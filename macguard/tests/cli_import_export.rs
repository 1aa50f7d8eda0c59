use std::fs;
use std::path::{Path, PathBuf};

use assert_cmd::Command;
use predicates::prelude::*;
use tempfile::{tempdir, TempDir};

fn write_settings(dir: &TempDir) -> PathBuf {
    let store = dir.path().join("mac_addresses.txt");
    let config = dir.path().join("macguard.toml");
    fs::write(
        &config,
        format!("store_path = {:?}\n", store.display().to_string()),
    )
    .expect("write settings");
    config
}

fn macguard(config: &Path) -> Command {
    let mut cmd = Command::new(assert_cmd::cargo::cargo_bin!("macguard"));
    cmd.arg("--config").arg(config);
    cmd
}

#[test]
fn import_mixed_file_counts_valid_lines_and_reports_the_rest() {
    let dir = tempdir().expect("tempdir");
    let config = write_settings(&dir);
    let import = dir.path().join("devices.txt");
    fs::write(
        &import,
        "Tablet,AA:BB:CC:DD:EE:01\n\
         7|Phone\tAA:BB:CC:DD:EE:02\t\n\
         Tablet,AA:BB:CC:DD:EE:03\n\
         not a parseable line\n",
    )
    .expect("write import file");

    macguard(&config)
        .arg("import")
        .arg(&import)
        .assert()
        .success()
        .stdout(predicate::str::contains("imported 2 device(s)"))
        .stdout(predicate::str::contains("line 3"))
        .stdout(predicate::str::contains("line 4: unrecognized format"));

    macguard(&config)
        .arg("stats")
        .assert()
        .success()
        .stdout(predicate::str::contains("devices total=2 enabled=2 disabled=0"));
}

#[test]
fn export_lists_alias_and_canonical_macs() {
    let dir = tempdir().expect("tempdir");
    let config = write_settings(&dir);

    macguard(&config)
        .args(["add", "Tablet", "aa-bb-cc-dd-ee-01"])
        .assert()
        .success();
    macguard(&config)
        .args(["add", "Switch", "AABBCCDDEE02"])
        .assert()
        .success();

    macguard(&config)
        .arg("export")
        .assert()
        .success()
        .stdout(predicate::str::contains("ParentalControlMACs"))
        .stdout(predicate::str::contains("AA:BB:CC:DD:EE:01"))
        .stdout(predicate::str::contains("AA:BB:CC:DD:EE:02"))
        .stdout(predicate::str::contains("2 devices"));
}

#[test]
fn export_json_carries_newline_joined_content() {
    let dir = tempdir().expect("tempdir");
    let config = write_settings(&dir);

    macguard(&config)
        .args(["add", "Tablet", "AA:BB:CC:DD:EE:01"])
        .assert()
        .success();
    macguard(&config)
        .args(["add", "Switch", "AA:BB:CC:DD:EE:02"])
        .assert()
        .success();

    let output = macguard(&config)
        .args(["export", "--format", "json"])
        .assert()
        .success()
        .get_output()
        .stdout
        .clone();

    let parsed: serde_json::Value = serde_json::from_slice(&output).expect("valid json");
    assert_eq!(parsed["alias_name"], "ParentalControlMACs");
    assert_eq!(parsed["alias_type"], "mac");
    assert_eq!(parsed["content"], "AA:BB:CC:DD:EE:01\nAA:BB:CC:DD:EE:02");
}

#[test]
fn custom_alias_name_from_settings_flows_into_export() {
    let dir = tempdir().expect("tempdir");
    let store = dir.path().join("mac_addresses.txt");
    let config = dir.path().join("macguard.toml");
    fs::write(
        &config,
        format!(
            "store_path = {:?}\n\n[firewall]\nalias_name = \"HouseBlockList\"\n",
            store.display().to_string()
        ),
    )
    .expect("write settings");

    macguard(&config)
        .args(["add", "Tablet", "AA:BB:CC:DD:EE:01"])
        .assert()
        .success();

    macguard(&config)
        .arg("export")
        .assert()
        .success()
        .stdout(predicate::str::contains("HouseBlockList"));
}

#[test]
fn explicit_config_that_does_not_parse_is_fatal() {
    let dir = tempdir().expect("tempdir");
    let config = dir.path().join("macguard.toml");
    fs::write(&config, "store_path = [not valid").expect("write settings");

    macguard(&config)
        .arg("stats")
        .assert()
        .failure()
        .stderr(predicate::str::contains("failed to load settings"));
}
----
> WORK INSTRUCTIONS:
Copy down the material exactly as written.

> RESPONSE TO THIS EXERCISE:
filename macguard/tests/cli_import_export.rs
repository 1aa50f7d8eda0c59
use std::fs;
use std::path::{Path, PathBuf};

use assert_cmd::Command;
use predicates::prelude::*;
use tempfile::{tempdir, TempDir};

fn write_settings(dir: &TempDir) -> PathBuf {
    let store = dir.path().join("mac_addresses.txt");
    let config = dir.path().join("macguard.toml");
    fs::write(
        &config,
        format!("store_path = {:?}\n", store.display().to_string()),
    )
    .expect("write settings");
    config
}

fn macguard(config: &Path) -> Command {
    let mut cmd = Command::new(assert_cmd::cargo::cargo_bin!("macguard"));
    cmd.arg("--config").arg(config);
    cmd
}

#[test]
fn import_mixed_file_counts_valid_lines_and_reports_the_rest() {
    let dir = tempdir().expect("tempdir");
    let config = write_settings(&dir);
    let import = dir.path().join("devices.txt");
    fs::write(
        &import,
        "Tablet,AA:BB:CC:DD:EE:01\n\
         7|Phone\tAA:BB:CC:DD:EE:02\t\n\
         Tablet,AA:BB:CC:DD:EE:03\n\
         not a parseable line\n",
    )
    .expect("write import file");

    macguard(&config)
        .arg("import")
        .arg(&import)
        .assert()
        .success()
        .stdout(predicate::str::contains("imported 2 device(s)"))
        .stdout(predicate::str::contains("line 3"))
        .stdout(predicate::str::contains("line 4: unrecognized format"));

    macguard(&config)
        .arg("stats")
        .assert()
        .success()
        .stdout(predicate::str::contains("devices total=2 enabled=2 disabled=0"));
}

#[test]
fn export_lists_alias_and_canonical_macs() {
    let dir = tempdir().expect("tempdir");
    let config = write_settings(&dir);

    macguard(&config)
        .args(["add", "Tablet", "aa-bb-cc-dd-ee-01"])
        .assert()
        .success();
    macguard(&config)
        .args(["add", "Switch", "AABBCCDDEE02"])
        .assert()
        .success();

    macguard(&config)
        .arg("export")
        .assert()
        .success()
        .stdout(predicate::str::contains("ParentalControlMACs"))
        .stdout(predicate::str::contains("AA:BB:CC:DD:EE:01"))
        .stdout(predicate::str::contains("AA:BB:CC:DD:EE:02"))
        .stdout(predicate::str::contains("2 devices"));
}

#[test]
fn export_json_carries_newline_joined_content() {
    let dir = tempdir().expect("tempdir");
    let config = write_settings(&dir);

    macguard(&config)
        .args(["add", "Tablet", "AA:BB:CC:DD:EE:01"])
        .assert()
        .success();
    macguard(&config)
        .args(["add", "Switch", "AA:BB:CC:DD:EE:02"])
        .assert()
        .success();

    let output = macguard(&config)
        .args(["export", "--format", "json"])
        .assert()
        .success()
        .get_output()
        .stdout
        .clone();

    let parsed: serde_json::Value = serde_json::from_slice(&output).expect("valid json");
    assert_eq!(parsed["alias_name"], "ParentalControlMACs");
    assert_eq!(parsed["alias_type"], "mac");
    assert_eq!(parsed["content"], "AA:BB:CC:DD:EE:01\nAA:BB:CC:DD:EE:02");
}

#[test]
fn custom_alias_name_from_settings_flows_into_export() {
    let dir = tempdir().expect("tempdir");
    let store = dir.path().join("mac_addresses.txt");
    let config = dir.path().join("macguard.toml");
    fs::write(
        &config,
        format!(
            "store_path = {:?}\n\n[firewall]\nalias_name = \"HouseBlockList\"\n",
            store.display().to_string()
        ),
    )
    .expect("write settings");

    macguard(&config)
        .args(["add", "Tablet", "AA:BB:CC:DD:EE:01"])
        .assert()
        .success();

    macguard(&config)
        .arg("export")
        .assert()
        .success()
        .stdout(predicate::str::contains("HouseBlockList"));
}

#[test]
fn explicit_config_that_does_not_parse_is_fatal() {
    let dir = tempdir().expect("tempdir");
    let config = dir.path().join("macguard.toml");
    fs::write(&config, "store_path = [not valid").expect("write settings");

    macguard(&config)
        .arg("stats")
        .assert()
        .failure()
        .stderr(predicate::str::contains("failed to load settings"));
}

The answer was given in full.